The information in this release that relates to Exploration Results is based on information compiled by Managing Director Ben James (BSc). Mr James is a Member of the Australasian Institute of Mining and Metallurgy, is a Competent Person as defined in the Australasian Code for Reporting of exploration results and Mineral Resources and Ore Reserves, and consents to the inclusion in the report of the matters based on the information in the form and context in which it appears.

CHAIRMAN'S STATEMENT

2014 has been a watershed year for Baobab Resources. Moving from an exploration junior to a development junior is a challenging experience and one, which I believe the Company has embraced with enthusiasm and determination.

Combining the slowing Chinese economy and the impact it has had on global mining investment and the commodity markets, we find ourselves in a near perfect storm through which management and the board have to steer the Company towards the execution of its Pig Iron and Vanadium project.

Under these trying prevailing global market conditions and tough local operating environment, the Company's management has achieved a number of successes over the last 12 months.

   --    Delivery of measured resource spanning the first 25 years of mine life; 

-- A 25 year mining concession was granted by the Minister of Mines during December 2014 with the mining contract expected to be completed before end of December 2014;

-- Confirmation of the pre-feasibility rotary kiln and smelting flow sheet through metallurgical pilot scale and bench scale test work at FLSmidt and Mintek laboratories respectively;

-- 450 tonne bulk sample is on route to China for full beneficiation, rotary kiln reduction and electric arc furnace ("EAF") smelt pilot scale test work;

-- MOU signed with national power utility company EDM and draft term sheet received paving the way for negotiation of a Power Purchase Agreement;

-- MOU executed with Cornelder de Moçambique, S.A. ("CdM"), which is the sole concessionaire of the Container and General Cargo Terminals at the Port of Beira. Under the terms of the MOU, the Company and CdM will form a joint project team before 31 January 2015, to study and work towards the completion of a definitive handling agreement no later than 1 July 2015; and

-- Letter of Interest signed with two Tete coal companies, one in production and one in development, with draft coal off-take term sheets in circulation.

Cornerstone investor African Mineral Exploration & Development fund (AMED) has demonstrated confidence in the project and the Company's management through increasing its interest from 27.5% to 35% through a private placement in December 2013 at a premium to the share price prevailing at that time.

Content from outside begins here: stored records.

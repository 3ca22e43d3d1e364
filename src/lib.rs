//! strand: resumable, branchable agent sessions.
//!
//! Drives turns of "model responds, optionally calls tools, tools execute,
//! results feed back" against a [`provider::ModelClient`], with steering and
//! follow-up injection, cooperative cancellation, and history compaction over
//! an append-only session tree persisted as JSONL.
//!
//! # Quick Start
//!
//! ```no_run
//! use std::sync::Arc;
//! use strand::prelude::*;
//!
//! # async fn example(client: Arc<dyn ModelClient>) -> strand::error::Result<()> {
//! let session = strand::session::shared(SessionTree::in_memory());
//! let agent = Agent::new(client, session, AgentConfig::default());
//! let outcome = agent.prompt("Hello!").await?;
//! println!("{:?}", outcome.state);
//! # Ok(())
//! # }
//! ```

pub mod agent;
pub mod agent_loop;
pub mod channel;
pub mod compaction;
pub mod config;
pub mod error;
pub mod prelude;
pub mod provider;
pub mod session;
pub mod tools;
pub mod types;
pub mod util;
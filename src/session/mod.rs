//! Session tree store: append-only, branchable history with JSONL persistence.

pub mod context;
pub mod entry;
pub mod log;
pub mod paths;
pub mod tree;

use std::sync::Arc;

use tokio::sync::RwLock;

pub use context::SessionContext;
pub use entry::{CompactionDetails, CompactionRecord, EntryId, EntryPayload, SessionEntry};
pub use log::{SessionHeader, SessionLog, CURRENT_SESSION_VERSION};
pub use tree::SessionTree;

/// Session tree shared between the running loop (the single writer) and readers.
pub type SharedSession = Arc<RwLock<SessionTree>>;

pub fn shared(tree: SessionTree) -> SharedSession {
    Arc::new(RwLock::new(tree))
}
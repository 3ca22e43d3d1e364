//! Validate tool call arguments against the tool's JSON Schema before execution.
//!
//! Covers the subset of JSON Schema tools actually declare: `type` (single or
//! list), `enum`, `required`, `properties`, `additionalProperties: false` and
//! array `items`. Nested objects and arrays are checked recursively.

use std::fmt;

use serde_json::Value;

/// First violation found, with a JSON-path-like location (`$.files[2].path`).
#[derive(Debug, Clone, PartialEq, Eq)]
pub struct ValidationError {
    pub path: String,
    pub message: String,
}

impl fmt::Display for ValidationError {
    fn fmt(&self, f: &mut fmt::Formatter<'_>) -> fmt::Result {
        write!(f, "{}: {}", self.path, self.message)
    }
}

impl std::error::Error for ValidationError {}

/// Validate `args` against `schema`.
pub fn validate_arguments(args: &Value, schema: &Value) -> Result<(), ValidationError> {
    validate_value(args, schema, "$")
}

fn fail(path: &str, message: String) -> Result<(), ValidationError> {
    Err(ValidationError {
        path: path.to_string(),
        message,
    })
}

fn validate_value(value: &Value, schema: &Value, path: &str) -> Result<(), ValidationError> {
    if !schema.is_object() {
        return Ok(());
    }

    if let Some(expected) = schema.get("type") {
        let allowed: Vec<&str> = match expected {
            Value::String(t) => vec![t.as_str()],
            Value::Array(types) => types.iter().filter_map(Value::as_str).collect(),
            _ => Vec::new(),
        };
        if !allowed.is_empty() && !allowed.iter().any(|t| value_matches_type(value, t)) {
            return fail(
                path,
                format!("expected type '{}', got {}", allowed.join("|"), json_type_name(value)),
            );
        }
    }

    if let Some(options) = schema.get("enum").and_then(Value::as_array) {
        if !options.contains(value) {
            return fail(path, format!("value {value} is not one of {}", Value::from(options.clone())));
        }
    }

    if let Some(object) = value.as_object() {
        if let Some(required) = schema.get("required").and_then(Value::as_array) {
            for name in required.iter().filter_map(Value::as_str) {
                if !object.contains_key(name) {
                    return fail(path, format!("missing required field '{name}'"));
                }
            }
        }

        let properties = schema.get("properties").and_then(Value::as_object);
        let closed = schema.get("additionalProperties") == Some(&Value::Bool(false));
        for (key, field) in object {
            match properties.and_then(|props| props.get(key)) {
                Some(field_schema) => {
                    validate_value(field, field_schema, &format!("{path}.{key}"))?;
                }
                None if closed => {
                    return fail(path, format!("unexpected field '{key}'"));
                }
                None => {}
            }
        }
    }

    if let (Some(items), Some(item_schema)) = (value.as_array(), schema.get("items")) {
        for (index, item) in items.iter().enumerate() {
            validate_value(item, item_schema, &format!("{path}[{index}]"))?;
        }
    }

    Ok(())
}

fn value_matches_type(value: &Value, expected: &str) -> bool {
    match expected {
        "string" => value.is_string(),
        "number" => value.is_number(),
        "integer" => value.is_i64() || value.is_u64(),
        "boolean" => value.is_boolean(),
        "object" => value.is_object(),
        "array" => value.is_array(),
        "null" => value.is_null(),
        _ => true,
    }
}

fn json_type_name(value: &Value) -> &'static str {
    match value {
        Value::Null => "null",
        Value::Bool(_) => "boolean",
        Value::Number(_) => "number",
        Value::String(_) => "string",
        Value::Array(_) => "array",
        Value::Object(_) => "object",
    }
}

#[cfg(test)]
mod tests {
    use super::*;
    use serde_json::json;

    fn search_schema() -> Value {
        json!({
            "type": "object",
            "properties": {
                "query": { "type": "string" },
                "limit": { "type": "integer" },
                "mode": { "type": "string", "enum": ["fast", "deep"] },
            },
            "required": ["query"],
        })
    }

    #[test]
    fn accepts_valid_arguments() {
        let args = json!({ "query": "rust", "limit": 5, "mode": "deep" });
        assert!(validate_arguments(&args, &search_schema()).is_ok());
    }

    #[test]
    fn rejects_non_object_arguments() {
        let err = validate_arguments(&json!("rust"), &search_schema()).unwrap_err();
        assert_eq!(err.path, "$");
        assert!(err.message.contains("expected type 'object'"));
    }

    #[test]
    fn reports_missing_required_field() {
        let err = validate_arguments(&json!({ "limit": 1 }), &search_schema()).unwrap_err();
        assert_eq!(err.to_string(), "$: missing required field 'query'");
    }

    #[test]
    fn reports_field_type_mismatch_with_path() {
        let err =
            validate_arguments(&json!({ "query": "x", "limit": "ten" }), &search_schema())
                .unwrap_err();
        assert_eq!(err.path, "$.limit");
        assert!(err.message.contains("expected type 'integer'"));
    }

    #[test]
    fn enforces_enum_values() {
        let err = validate_arguments(&json!({ "query": "x", "mode": "slow" }), &search_schema())
            .unwrap_err();
        assert_eq!(err.path, "$.mode");
    }

    #[test]
    fn validates_nested_array_items() {
        let schema = json!({
            "type": "object",
            "properties": {
                "edits": {
                    "type": "array",
                    "items": {
                        "type": "object",
                        "properties": { "path": { "type": "string" } },
                        "required": ["path"],
                    },
                },
            },
        });
        let args = json!({ "edits": [{ "path": "a.rs" }, { "line": 3 }] });
        let err = validate_arguments(&args, &schema).unwrap_err();
        assert_eq!(err.path, "$.edits[1]");
        assert!(err.message.contains("'path'"));
    }

    #[test]
    fn closed_objects_reject_unknown_fields() {
        let schema = json!({
            "type": "object",
            "properties": { "path": { "type": "string" } },
            "additionalProperties": false,
        });
        assert!(validate_arguments(&json!({ "path": "a" }), &schema).is_ok());
        assert!(validate_arguments(&json!({ "path": "a", "x": 1 }), &schema).is_err());
    }

    #[test]
    fn accepts_type_lists_and_empty_schema() {
        let schema = json!({ "type": ["string", "null"] });
        assert!(validate_arguments(&Value::Null, &schema).is_ok());
        assert!(validate_arguments(&json!(3), &schema).is_err());
        assert!(validate_arguments(&json!({ "anything": 1 }), &json!({})).is_ok());
    }
}
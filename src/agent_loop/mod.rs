//! Agent loop primitives (runs, events, outcomes).

pub mod events;
pub mod runner;
pub mod types;

pub use events::*;
pub use runner::*;
pub use types::*;
use std::sync::Arc;

use chrono::Utc;
use futures::future;
use serde_json::json;
use tokio_util::sync::CancellationToken;

use crate::tools::{aborted_output, ToolExecutor, ToolOutput, ToolUpdate, ToolUpdateCallback};
use crate::types::{ToolCall, ToolResultMessage};

use super::super::events::AgentEvent;
use super::control::AgentEventEmitter;

/// Text of the result stored for calls skipped because steering arrived.
pub const SKIPPED_DUE_TO_STEERING: &str = "Skipped due to steering message.";

pub(super) fn tool_result_message(call: &ToolCall, output: ToolOutput) -> ToolResultMessage {
    ToolResultMessage {
        tool_call_id: call.id.clone(),
        tool_name: call.name.clone(),
        content: output.content,
        details: output.details,
        is_error: output.is_error,
        timestamp: Utc::now(),
    }
}

pub(super) fn skipped_tool_result(call: &ToolCall) -> ToolResultMessage {
    tool_result_message(
        call,
        ToolOutput::error(SKIPPED_DUE_TO_STEERING)
            .with_details(json!({ "reason": "skipped_due_to_steering" })),
    )
}

pub(super) fn aborted_tool_result(call: &ToolCall) -> ToolResultMessage {
    tool_result_message(call, aborted_output(None))
}

pub(super) fn emit_tool_execution_start(emitter: &AgentEventEmitter, call: &ToolCall) {
    emitter.emit(AgentEvent::ToolExecutionStart {
        tool_call_id: call.id.clone(),
        tool_name: call.name.clone(),
        args: call.arguments.clone(),
    });
}

pub(super) fn emit_tool_execution_end(emitter: &AgentEventEmitter, result: &ToolResultMessage) {
    emitter.emit(AgentEvent::ToolExecutionEnd {
        tool_call_id: result.tool_call_id.clone(),
        tool_name: result.tool_name.clone(),
        result: result.clone(),
        is_error: result.is_error,
    });
}

fn update_callback(emitter: &AgentEventEmitter, call: &ToolCall) -> ToolUpdateCallback {
    let emitter = emitter.clone();
    let tool_call_id = call.id.clone();
    let tool_name = call.name.clone();
    Arc::new(move |partial: ToolUpdate| {
        emitter.emit(AgentEvent::ToolExecutionUpdate {
            tool_call_id: tool_call_id.clone(),
            tool_name: tool_name.clone(),
            partial,
        });
    })
}

/// Run one call, relaying its progress updates. Start and end events are left
/// to the caller.
pub(super) async fn execute_tool_call(
    executor: &ToolExecutor,
    emitter: &AgentEventEmitter,
    call: &ToolCall,
    cancel: &CancellationToken,
) -> ToolResultMessage {
    tracing::debug!(
        run_id = %emitter.run_id(),
        tool_call_id = %call.id,
        tool_name = %call.name,
        "tool call start"
    );
    let output = executor
        .execute(call, cancel, Some(update_callback(emitter, call)))
        .await;
    tracing::debug!(
        run_id = %emitter.run_id(),
        tool_call_id = %call.id,
        is_error = output.is_error,
        "tool call end"
    );
    tool_result_message(call, output)
}

/// Run a batch concurrently. Results come back in call order.
pub(super) async fn execute_parallel_tool_calls(
    executor: &ToolExecutor,
    emitter: &AgentEventEmitter,
    calls: &[ToolCall],
    cancel: &CancellationToken,
) -> Vec<ToolResultMessage> {
    let futures = calls
        .iter()
        .map(|call| execute_tool_call(executor, emitter, call, cancel));
    future::join_all(futures).await
}
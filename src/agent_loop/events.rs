//! Events emitted while a run progresses.

use serde::{Deserialize, Serialize};
use strum::{Display, EnumString};

use super::types::{RunId, TerminalState};
use crate::session::{CompactionRecord, EntryId};
use crate::tools::ToolUpdate;
use crate::types::{AssistantDelta, AssistantMessage, Message, ToolResultMessage};

/// Why a compaction ran inside a run.
#[derive(
    Debug, Clone, Copy, PartialEq, Eq, Serialize, Deserialize, Display, EnumString,
)]
#[serde(rename_all = "snake_case")]
#[strum(serialize_all = "snake_case")]
pub enum CompactionReason {
    /// The estimated context crossed the reserve threshold before a turn.
    Threshold,
    /// The model rejected a request as too large.
    Overflow,
}

/// Lifecycle events for a run, in the order they happened.
///
/// `AgentEnd` is always the last event of a run.
#[derive(Debug, Clone, PartialEq, Serialize, Deserialize)]
#[serde(tag = "type", rename_all = "snake_case")]
pub enum AgentEvent {
    AgentStart {
        run_id: RunId,
    },
    TurnStart {
        run_id: RunId,
        turn_index: usize,
    },
    MessageStart {
        message: Message,
    },
    /// Streaming progress of the assistant message; `message` is the snapshot
    /// after applying `delta`.
    MessageUpdate {
        message: AssistantMessage,
        delta: AssistantDelta,
    },
    MessageEnd {
        message: Message,
    },
    ToolExecutionStart {
        tool_call_id: String,
        tool_name: String,
        args: serde_json::Value,
    },
    ToolExecutionUpdate {
        tool_call_id: String,
        tool_name: String,
        partial: ToolUpdate,
    },
    ToolExecutionEnd {
        tool_call_id: String,
        tool_name: String,
        result: ToolResultMessage,
        is_error: bool,
    },
    TurnEnd {
        run_id: RunId,
        turn_index: usize,
        message: Option<AssistantMessage>,
        tool_results: Vec<ToolResultMessage>,
    },
    CompactionStart {
        run_id: RunId,
        reason: CompactionReason,
    },
    /// `entry_id` and `record` are absent when nothing could be discarded or
    /// the compaction failed (`error` set).
    CompactionEnd {
        run_id: RunId,
        reason: CompactionReason,
        entry_id: Option<EntryId>,
        record: Option<CompactionRecord>,
        error: Option<String>,
    },
    RetryScheduled {
        run_id: RunId,
        attempt: u32,
        max_retries: u32,
        delay_ms: u64,
        error: String,
    },
    AgentEnd {
        run_id: RunId,
        state: TerminalState,
        error: Option<String>,
    },
}

impl AgentEvent {
    pub fn is_terminal(&self) -> bool {
        matches!(self, Self::AgentEnd { .. })
    }
}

AMED provided a further interest free bridge facility of US$1 million in October 2014. This combined financial support of GBP4.6m by our cornerstone investor has played a significant role in the Company being able to progress the Definitive Feasibility Study.

The Company is continuing its strategy of de-risking the project in line with our objectives of securing a strategic and industrial partner and accessing lower development capital expenditure and export financing. I am pleased to inform shareholders that the Company is in discussions with three large Chinese EPC providers to the global steel industry. The nature of the discussions include the verification and completion of the ongoing Definitive Feasibility study; performance of pilot scale test work; completion of basic engineering; providing process guarantees and ultimately providing Baobab with a project execution plan through an EPC proposal.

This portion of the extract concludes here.